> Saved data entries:
- - - - -
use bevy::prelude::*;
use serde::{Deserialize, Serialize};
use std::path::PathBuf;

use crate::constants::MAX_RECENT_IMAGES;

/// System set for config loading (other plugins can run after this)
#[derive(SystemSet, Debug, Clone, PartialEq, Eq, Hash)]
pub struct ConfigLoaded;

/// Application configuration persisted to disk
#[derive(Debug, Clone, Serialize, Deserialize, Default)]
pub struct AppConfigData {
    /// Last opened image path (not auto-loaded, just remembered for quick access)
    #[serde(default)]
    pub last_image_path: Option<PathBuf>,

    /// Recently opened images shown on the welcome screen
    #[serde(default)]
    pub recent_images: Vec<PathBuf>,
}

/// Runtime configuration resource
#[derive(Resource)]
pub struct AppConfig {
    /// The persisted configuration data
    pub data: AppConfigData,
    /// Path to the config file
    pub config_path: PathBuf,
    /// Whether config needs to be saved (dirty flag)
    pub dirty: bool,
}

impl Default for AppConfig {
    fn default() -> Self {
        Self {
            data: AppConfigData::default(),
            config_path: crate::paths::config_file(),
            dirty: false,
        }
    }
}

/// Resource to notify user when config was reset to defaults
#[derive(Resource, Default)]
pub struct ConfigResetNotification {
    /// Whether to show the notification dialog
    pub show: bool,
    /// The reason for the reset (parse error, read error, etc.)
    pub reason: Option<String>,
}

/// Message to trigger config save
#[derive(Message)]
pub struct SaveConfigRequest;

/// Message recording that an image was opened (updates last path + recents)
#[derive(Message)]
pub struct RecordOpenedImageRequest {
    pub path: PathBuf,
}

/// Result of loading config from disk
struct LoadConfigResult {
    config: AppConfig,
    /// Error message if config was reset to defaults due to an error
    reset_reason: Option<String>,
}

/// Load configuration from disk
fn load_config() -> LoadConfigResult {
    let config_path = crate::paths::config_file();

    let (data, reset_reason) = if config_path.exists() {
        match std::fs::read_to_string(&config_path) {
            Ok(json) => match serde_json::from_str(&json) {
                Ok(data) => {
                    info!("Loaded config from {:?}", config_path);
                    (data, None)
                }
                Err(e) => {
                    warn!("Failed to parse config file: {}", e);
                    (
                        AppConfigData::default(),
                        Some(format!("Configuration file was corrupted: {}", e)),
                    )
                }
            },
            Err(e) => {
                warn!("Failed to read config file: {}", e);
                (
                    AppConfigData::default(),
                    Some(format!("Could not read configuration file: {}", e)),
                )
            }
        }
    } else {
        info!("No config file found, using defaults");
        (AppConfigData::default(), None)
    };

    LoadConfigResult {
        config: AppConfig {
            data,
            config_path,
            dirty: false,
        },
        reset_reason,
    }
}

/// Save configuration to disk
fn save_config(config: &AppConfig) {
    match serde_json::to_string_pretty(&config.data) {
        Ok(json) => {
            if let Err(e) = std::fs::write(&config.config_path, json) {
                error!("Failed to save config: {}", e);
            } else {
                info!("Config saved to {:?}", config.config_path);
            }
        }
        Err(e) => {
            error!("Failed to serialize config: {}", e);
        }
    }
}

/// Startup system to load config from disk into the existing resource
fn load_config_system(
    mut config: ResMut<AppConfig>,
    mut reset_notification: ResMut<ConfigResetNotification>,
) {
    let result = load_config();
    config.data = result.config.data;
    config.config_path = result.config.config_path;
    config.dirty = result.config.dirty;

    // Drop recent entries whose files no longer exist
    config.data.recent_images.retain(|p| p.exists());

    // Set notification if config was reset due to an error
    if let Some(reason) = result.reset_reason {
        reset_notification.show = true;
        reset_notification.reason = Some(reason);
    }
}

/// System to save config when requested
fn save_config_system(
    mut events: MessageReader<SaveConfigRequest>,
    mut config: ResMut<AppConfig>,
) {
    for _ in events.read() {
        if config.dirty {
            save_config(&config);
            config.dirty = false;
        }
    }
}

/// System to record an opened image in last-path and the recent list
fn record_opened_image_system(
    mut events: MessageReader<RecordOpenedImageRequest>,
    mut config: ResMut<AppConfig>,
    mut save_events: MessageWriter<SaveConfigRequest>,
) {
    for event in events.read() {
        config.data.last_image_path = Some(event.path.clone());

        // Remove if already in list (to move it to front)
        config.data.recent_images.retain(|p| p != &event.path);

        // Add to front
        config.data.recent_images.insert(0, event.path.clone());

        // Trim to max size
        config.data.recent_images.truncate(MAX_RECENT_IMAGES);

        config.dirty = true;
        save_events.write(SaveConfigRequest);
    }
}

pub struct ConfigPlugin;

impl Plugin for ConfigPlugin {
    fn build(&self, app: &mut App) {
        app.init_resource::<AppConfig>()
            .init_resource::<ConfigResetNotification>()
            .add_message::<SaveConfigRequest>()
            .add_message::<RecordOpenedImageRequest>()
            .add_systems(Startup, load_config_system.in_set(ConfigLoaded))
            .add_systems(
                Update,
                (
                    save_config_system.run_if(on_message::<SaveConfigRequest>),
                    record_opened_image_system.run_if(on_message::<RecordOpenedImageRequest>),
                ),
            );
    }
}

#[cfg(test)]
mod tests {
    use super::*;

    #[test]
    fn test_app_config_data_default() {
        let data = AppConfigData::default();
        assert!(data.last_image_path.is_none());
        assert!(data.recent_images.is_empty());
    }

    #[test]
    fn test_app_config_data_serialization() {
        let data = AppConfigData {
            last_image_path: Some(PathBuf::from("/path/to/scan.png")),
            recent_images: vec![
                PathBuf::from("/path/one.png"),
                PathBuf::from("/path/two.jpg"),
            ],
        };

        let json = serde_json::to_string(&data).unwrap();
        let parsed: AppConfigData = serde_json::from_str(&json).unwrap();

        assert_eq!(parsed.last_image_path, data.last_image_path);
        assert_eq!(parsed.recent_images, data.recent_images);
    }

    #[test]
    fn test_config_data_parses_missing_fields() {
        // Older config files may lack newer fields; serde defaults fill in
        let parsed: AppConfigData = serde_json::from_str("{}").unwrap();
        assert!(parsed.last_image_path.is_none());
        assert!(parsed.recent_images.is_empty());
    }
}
- - - - -
> The task: Only those lines of the entries above that run from the line containing "let json = serde_json::to_string(&data).unwrap();" to the line containing "defaults fill in", both included, should be transcribed exactly.

> Completed task:
        let json = serde_json::to_string(&data).unwrap();
        let parsed: AppConfigData = serde_json::from_str(&json).unwrap();

        assert_eq!(parsed.last_image_path, data.last_image_path);
        assert_eq!(parsed.recent_images, data.recent_images);
    }

    #[test]
    fn test_config_data_parses_missing_fields() {
        // Older config files may lack newer fields; serde defaults fill in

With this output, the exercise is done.